[Dataset excerpts]
----

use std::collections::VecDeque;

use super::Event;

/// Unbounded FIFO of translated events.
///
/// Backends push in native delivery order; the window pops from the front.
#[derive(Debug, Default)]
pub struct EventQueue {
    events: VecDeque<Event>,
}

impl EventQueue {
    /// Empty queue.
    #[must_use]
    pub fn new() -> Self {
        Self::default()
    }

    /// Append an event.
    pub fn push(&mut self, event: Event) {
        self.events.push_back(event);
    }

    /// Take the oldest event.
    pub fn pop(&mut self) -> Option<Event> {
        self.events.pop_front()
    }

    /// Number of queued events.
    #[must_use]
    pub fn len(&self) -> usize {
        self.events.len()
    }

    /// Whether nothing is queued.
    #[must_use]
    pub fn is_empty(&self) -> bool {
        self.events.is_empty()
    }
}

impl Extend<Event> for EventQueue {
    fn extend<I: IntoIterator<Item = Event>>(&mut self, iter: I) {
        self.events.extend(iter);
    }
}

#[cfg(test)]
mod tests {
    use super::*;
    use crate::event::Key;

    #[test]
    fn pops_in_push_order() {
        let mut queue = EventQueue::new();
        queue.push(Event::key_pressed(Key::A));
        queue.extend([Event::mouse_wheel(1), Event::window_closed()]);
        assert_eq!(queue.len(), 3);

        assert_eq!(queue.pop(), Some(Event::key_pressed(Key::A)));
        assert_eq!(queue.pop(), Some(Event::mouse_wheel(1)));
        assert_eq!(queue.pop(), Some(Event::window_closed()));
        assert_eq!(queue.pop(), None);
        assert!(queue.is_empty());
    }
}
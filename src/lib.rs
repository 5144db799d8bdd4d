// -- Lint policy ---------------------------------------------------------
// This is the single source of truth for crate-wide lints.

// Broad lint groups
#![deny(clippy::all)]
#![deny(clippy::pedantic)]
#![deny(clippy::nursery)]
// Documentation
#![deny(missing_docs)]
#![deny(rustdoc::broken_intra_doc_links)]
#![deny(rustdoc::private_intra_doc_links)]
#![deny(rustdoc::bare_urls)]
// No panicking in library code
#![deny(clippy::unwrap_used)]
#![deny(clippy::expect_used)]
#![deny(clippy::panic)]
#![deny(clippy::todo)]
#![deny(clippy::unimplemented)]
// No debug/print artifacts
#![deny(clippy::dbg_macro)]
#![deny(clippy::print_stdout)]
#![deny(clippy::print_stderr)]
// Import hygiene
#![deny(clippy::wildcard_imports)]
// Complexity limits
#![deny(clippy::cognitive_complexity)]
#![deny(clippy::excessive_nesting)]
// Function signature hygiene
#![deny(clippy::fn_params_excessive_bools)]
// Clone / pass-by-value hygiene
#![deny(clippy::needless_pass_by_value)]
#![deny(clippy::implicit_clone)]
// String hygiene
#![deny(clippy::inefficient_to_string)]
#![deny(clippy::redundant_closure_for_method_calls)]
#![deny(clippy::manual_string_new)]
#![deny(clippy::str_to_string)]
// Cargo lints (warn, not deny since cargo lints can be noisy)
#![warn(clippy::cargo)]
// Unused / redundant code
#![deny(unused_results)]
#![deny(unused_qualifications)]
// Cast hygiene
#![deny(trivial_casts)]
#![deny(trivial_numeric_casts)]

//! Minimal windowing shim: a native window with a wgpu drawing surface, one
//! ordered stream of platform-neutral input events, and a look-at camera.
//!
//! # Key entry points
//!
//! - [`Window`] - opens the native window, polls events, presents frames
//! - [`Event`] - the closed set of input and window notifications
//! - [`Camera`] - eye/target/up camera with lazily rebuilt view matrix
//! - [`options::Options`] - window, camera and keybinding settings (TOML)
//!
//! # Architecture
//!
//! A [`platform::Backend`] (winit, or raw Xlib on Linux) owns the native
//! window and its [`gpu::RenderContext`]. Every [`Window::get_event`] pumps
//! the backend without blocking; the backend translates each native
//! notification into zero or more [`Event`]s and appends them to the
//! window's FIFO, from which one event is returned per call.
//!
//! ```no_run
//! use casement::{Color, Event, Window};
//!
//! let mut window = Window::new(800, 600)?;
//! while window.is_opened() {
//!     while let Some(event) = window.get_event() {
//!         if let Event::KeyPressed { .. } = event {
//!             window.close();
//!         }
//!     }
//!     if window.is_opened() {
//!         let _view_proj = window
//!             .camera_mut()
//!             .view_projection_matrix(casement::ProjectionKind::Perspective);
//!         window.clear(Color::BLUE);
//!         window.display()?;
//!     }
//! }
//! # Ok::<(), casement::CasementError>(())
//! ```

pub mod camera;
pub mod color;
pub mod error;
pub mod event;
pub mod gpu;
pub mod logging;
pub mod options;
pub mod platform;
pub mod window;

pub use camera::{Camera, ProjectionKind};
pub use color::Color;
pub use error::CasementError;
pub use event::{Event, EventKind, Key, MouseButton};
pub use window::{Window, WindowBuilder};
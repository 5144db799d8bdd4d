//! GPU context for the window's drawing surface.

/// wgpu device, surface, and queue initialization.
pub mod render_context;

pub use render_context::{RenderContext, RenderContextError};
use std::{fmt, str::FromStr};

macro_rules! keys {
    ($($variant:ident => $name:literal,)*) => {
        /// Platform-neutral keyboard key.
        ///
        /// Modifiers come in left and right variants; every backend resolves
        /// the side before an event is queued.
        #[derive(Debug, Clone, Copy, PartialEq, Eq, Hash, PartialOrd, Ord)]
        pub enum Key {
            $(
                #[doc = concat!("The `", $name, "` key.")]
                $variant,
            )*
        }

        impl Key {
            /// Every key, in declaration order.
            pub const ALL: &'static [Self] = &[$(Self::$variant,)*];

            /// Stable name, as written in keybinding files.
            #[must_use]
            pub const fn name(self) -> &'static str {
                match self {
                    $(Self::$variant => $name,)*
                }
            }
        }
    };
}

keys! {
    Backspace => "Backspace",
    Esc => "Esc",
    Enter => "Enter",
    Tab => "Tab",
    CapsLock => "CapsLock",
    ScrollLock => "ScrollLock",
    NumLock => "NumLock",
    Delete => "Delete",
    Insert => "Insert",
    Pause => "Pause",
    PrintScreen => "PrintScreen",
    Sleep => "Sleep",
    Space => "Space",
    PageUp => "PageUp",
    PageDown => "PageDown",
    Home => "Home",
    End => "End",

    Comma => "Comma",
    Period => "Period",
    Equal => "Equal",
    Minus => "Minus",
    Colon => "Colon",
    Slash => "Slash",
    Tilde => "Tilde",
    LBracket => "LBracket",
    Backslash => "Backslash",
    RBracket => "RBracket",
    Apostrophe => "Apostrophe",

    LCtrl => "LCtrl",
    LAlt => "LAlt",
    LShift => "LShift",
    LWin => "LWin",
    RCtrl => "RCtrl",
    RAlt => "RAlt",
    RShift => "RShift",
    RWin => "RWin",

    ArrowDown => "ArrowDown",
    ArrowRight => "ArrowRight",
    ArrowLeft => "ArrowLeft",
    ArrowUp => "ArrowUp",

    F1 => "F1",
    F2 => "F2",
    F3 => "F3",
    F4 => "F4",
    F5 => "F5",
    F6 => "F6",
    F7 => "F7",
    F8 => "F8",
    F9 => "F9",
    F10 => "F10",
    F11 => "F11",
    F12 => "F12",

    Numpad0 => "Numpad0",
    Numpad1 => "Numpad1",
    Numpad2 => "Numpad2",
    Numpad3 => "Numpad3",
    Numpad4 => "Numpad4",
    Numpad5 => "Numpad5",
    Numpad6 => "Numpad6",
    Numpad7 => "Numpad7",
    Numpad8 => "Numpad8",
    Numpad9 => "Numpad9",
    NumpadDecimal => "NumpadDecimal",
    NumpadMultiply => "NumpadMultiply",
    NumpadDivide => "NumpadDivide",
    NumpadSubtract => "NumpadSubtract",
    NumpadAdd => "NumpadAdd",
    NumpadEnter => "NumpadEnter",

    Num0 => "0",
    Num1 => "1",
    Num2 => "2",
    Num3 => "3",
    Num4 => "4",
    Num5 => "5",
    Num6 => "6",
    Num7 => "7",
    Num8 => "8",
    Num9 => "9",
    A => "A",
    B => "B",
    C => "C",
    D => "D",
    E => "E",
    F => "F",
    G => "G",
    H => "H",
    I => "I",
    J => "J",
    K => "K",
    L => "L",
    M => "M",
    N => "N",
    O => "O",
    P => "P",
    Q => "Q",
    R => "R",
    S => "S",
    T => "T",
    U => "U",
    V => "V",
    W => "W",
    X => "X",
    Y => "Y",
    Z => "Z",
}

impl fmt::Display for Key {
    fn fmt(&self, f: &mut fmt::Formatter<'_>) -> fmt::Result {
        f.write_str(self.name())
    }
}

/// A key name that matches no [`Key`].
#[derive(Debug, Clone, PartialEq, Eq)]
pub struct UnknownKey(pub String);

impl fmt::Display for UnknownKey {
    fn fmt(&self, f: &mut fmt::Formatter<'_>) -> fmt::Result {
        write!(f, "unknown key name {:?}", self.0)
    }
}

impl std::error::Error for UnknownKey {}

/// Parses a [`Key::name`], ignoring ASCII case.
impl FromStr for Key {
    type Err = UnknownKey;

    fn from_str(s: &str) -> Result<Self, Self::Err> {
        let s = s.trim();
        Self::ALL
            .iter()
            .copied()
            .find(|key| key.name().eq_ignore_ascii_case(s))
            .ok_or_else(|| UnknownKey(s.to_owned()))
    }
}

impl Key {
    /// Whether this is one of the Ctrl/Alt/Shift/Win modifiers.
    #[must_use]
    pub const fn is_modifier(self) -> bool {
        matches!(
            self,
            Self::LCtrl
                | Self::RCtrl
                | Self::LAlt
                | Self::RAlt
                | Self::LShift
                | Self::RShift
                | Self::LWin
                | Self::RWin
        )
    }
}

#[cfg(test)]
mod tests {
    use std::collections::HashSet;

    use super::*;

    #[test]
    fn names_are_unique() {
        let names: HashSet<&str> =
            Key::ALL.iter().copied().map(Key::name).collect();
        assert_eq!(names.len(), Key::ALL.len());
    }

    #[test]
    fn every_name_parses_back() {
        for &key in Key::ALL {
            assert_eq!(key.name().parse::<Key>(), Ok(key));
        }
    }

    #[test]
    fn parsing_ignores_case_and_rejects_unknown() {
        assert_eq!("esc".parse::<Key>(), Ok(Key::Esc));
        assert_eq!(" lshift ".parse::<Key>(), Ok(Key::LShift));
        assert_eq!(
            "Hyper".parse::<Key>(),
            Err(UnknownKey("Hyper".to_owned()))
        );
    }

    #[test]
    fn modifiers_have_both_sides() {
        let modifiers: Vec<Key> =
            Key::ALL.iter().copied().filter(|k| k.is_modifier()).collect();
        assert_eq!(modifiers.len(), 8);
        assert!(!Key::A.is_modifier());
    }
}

----

◆ Work to complete: Write down, word for word, the lines above from the one containing "a look-at camera." through the one containing "rebuilt view matrix", both ends included.

◆ Answer to this problem:
//! ordered stream of platform-neutral input events, and a look-at camera.
//!
//! # Key entry points
//!
//! - [`Window`] - opens the native window, polls events, presents frames
//! - [`Event`] - the closed set of input and window notifications
//! - [`Camera`] - eye/target/up camera with lazily rebuilt view matrix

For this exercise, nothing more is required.